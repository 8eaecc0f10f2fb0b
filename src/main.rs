use anyhow::{Context, Result};
use clap::{Parser, Subcommand};
use polymarket_pnl_pipeline::{Config, Pipeline, WorkerOutcome};
use rust_decimal::Decimal;
use std::path::PathBuf;
use tracing::{info, warn};
use tracing_subscriber::EnvFilter;

#[derive(Parser)]
#[command(name = "polymarket-pnl-pipeline")]
#[command(about = "Polymarket trade reconstruction and wallet P&L pipeline")]
struct Cli {
    #[command(subcommand)]
    command: Commands,
}

#[derive(Subcommand)]
enum Commands {
    /// Fetch transfer logs into the raw partitions
    Ingest {
        #[arg(long)]
        to_block: Option<u64>,
    },
    /// Rebuild the canonical trade table from raw transfers
    Reconstruct,
    /// Join trades to markets and resolutions
    Map,
    /// Rebuild wallet and wallet/category P&L
    Aggregate,
    /// Ingest, then rebuild every derived table
    Run {
        #[arg(long)]
        to_block: Option<u64>,
    },
    /// Checkpoint progress and table sizes
    Status,
    /// Transfer and trade completeness report for one wallet
    Audit {
        #[arg(required = true)]
        wallet: String,
        #[arg(long)]
        reference_volume: Option<Decimal>,
    },
    /// Load a JSONL market feed
    ImportMarkets {
        #[arg(required = true)]
        file: PathBuf,
    },
    /// Load a JSONL resolution feed
    ImportResolutions {
        #[arg(required = true)]
        file: PathBuf,
    },
    /// Move a table out of the canonical namespace
    Archive {
        #[arg(required = true)]
        table: String,
    },
}

#[tokio::main]
async fn main() -> Result<()> {
    dotenvy::dotenv().ok();
    let filter =
        EnvFilter::from_default_env().add_directive("polymarket_pnl_pipeline=info".parse()?);
    tracing_subscriber::fmt().with_env_filter(filter).init();

    let cli = Cli::parse();
    let config = Config::from_env()?;
    info!("Warehouse: {}", config.data_dir.display());
    let pipeline = Pipeline::new(config).context("open pipeline")?;

    match cli.command {
        Commands::Ingest { to_block } => run_ingest(&pipeline, to_block).await,
        Commands::Reconstruct => {
            let (report, swap) = pipeline.reconstruct().await?;
            info!(
                "{}: {} rows ({} quarantined)",
                swap.table,
                swap.rows,
                report.quarantined()
            );
            Ok(())
        }
        Commands::Map => {
            let (report, swap) = pipeline.map().await?;
            info!(
                "{}: {} rows, coverage {:.1}%, {} resolved",
                swap.table,
                swap.rows,
                report.coverage() * 100.0,
                report.resolved_trades
            );
            Ok(())
        }
        Commands::Aggregate => {
            let report = pipeline.aggregate().await?;
            info!(
                "{}: {} wallets, {}: {} rows",
                report.wallets.table,
                report.wallets.rows,
                report.categories.table,
                report.categories.rows
            );
            Ok(())
        }
        Commands::Run { to_block } => {
            let report = pipeline.run(to_block).await?;
            info!("Done: {} positions, {} wallets", report.positions, report.wallets.rows);
            Ok(())
        }
        Commands::Status => run_status(&pipeline),
        Commands::Audit {
            wallet,
            reference_volume,
        } => {
            let audit = pipeline.audit(&wallet, reference_volume)?;
            info!("{}", serde_json::to_string_pretty(&audit)?);
            Ok(())
        }
        Commands::ImportMarkets { file } => {
            let swap = pipeline.import_markets(&file)?;
            info!("{}: {} rows", swap.table, swap.rows);
            Ok(())
        }
        Commands::ImportResolutions { file } => {
            let swap = pipeline.import_resolutions(&file)?;
            info!("{}: {} rows", swap.table, swap.rows);
            Ok(())
        }
        Commands::Archive { table } => {
            let name = pipeline.archive(&table)?;
            info!("{} archived as {}", table, name);
            Ok(())
        }
    }
}

async fn run_ingest(pipeline: &Pipeline, to_block: Option<u64>) -> Result<()> {
    let report = pipeline.ingest(to_block).await?;
    for w in &report.workers {
        match &w.outcome {
            WorkerOutcome::Completed => info!(
                "worker {}: {}..={} done, +{} events ({} already stored)",
                w.worker_id, w.range_start, w.range_end, w.inserted, w.unchanged
            ),
            WorkerOutcome::Halted { at_block, error } => warn!(
                "worker {}: halted at block {} ({}); rerun to resume",
                w.worker_id, at_block, error
            ),
        }
    }
    if !report.is_complete() {
        anyhow::bail!("ingestion incomplete up to block {}", report.head);
    }
    Ok(())
}

fn run_status(pipeline: &Pipeline) -> Result<()> {
    let status = pipeline.status()?;
    for cp in &status.checkpoints {
        info!(
            "worker {}: {}..={} at {:?}, {} events, {} batches, {} errors",
            cp.worker_id,
            cp.range_start,
            cp.range_end,
            cp.last_block,
            cp.events_ingested,
            cp.batches_committed,
            cp.errors.len()
        );
    }
    for (table, rows) in &status.tables {
        info!("{}: {} rows", table, rows);
    }
    Ok(())
}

(ABOUT THIS TASK)
How many lines of the material contain the string "rows"? Answer with the number and nothing else.

(YOUR RESPONSE)
12